The packed values + offsets layout is what every fast kernel wants internally. FlashAttention's cu_seqlens is exactly this. vLLM's "continuous batching" is exactly this. SGLang's batched layout is exactly this. scree.Array is what they all converge on, exposed as a single neutral type.

The invariants

A scree.Array enforces, at construction time:

  1. values.ndim >= 1
  2. 0 <= ragged_dim < values.ndim
  3. offsets.ndim == 1
  4. len(offsets) >= 2 — you can't have zero sequences
  5. offsets[0] == 0
  6. offsets[-1] == values.shape[ragged_dim]

Monotonicity (offsets[i+1] >= offsets[i]) is not enforced for performance — it's assumed. Constructing with non-monotonic offsets is undefined behavior.

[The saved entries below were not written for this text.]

// SPDX-FileCopyrightText: 2026 Regforge Contributors
// SPDX-License-Identifier: MIT OR Apache-2.0

//! Error types for the regforge registry generator.

use std::path::PathBuf;

use thiserror::Error;

use crate::types::ErrorScope;

/// The primary error type used across discovery, loading, and emission.
///
/// Every variant belongs to exactly one [`ErrorScope`]; the pipeline driver
/// uses the scope to decide how much work a failure skips.
#[derive(Debug, Error)]
pub enum RegforgeError {
    /// Configuration errors raised outside the config crate's diagnostics.
    #[error("configuration error: {0}")]
    Config(String),

    /// A plugin family's root directory could not be listed.
    #[error("directory unavailable: {}: {source}", path.display())]
    DirectoryUnavailable {
        path: PathBuf,
        source: std::io::Error,
    },

    /// A loaded plugin module has no (or a null) default export.
    #[error("module {module_path} does not have a default export")]
    MissingDefaultExport { module_path: String },

    /// Any other failure while loading or normalizing a plugin module.
    #[error("failed to load module {module_path}: {message}")]
    LoadFailure {
        module_path: String,
        message: String,
        source: Option<Box<dyn std::error::Error + Send + Sync>>,
    },

    /// A plugin module is nested deeper than the configured limit.
    #[error("module {module_path} is nested {depth} levels deep (limit {limit})")]
    ValueTooDeep {
        module_path: String,
        depth: usize,
        limit: usize,
    },

    /// Writing a generated file failed.
    #[error("failed to write {}: {source}", path.display())]
    EmitFailure {
        path: PathBuf,
        source: std::io::Error,
    },

    /// An input catalog could not be read or decoded.
    #[error("catalog unavailable: {}: {message}", path.display())]
    CatalogUnavailable {
        path: PathBuf,
        message: String,
        source: Option<Box<dyn std::error::Error + Send + Sync>>,
    },

    /// The secondary artifact builder could not be started or exited abnormally.
    #[error("external build `{command}` failed: {message}")]
    ExternalBuildFailure {
        command: String,
        message: String,
        source: Option<std::io::Error>,
    },
}

impl RegforgeError {
    /// Shorthand for a [`RegforgeError::LoadFailure`] without an underlying source.
    pub fn load(module_path: impl Into<String>, message: impl Into<String>) -> Self {
        RegforgeError::LoadFailure {
            module_path: module_path.into(),
            message: message.into(),
            source: None,
        }
    }

    /// The narrowest unit of work this error invalidates.
    pub fn scope(&self) -> ErrorScope {
        match self {
            RegforgeError::MissingDefaultExport { .. }
            | RegforgeError::LoadFailure { .. }
            | RegforgeError::ValueTooDeep { .. } => ErrorScope::Key,
            RegforgeError::DirectoryUnavailable { .. }
            | RegforgeError::EmitFailure { .. }
            | RegforgeError::CatalogUnavailable { .. } => ErrorScope::Family,
            RegforgeError::Config(_) | RegforgeError::ExternalBuildFailure { .. } => {
                ErrorScope::Run
            }
        }
    }
}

Don't.

The relationship to FlashAttention

FlashAttention's flash_attn_varlen_func takes:

q, k, v       — packed (total_tokens, n_heads, head_dim)
cu_seqlens_q  — length B+1, int32
cu_seqlens_k  — length B+1, int32

This is scree.Array with n_heads × head_dim as the feature_shape:

arr = scree.from_cu_seqlens(values, cu_seqlens)   # zero-copy

scree.from_cu_seqlens is literally a no-op aside from constructing the dataclass — offsets is cu_seqlens, the same int32 buffer.

The relationship to HuggingFace's attention_mask

HF Transformers passes variable-length data as (hidden_states, attention_mask):

hidden_states:   shape (batch, seq_len, *features)        # right-padded
attention_mask:  shape (batch, seq_len), int 1/0          # 1 = real token, 0 = pad

Converting to scree:

arr = scree.bridges.from_hf_padded(hidden_states, attention_mask)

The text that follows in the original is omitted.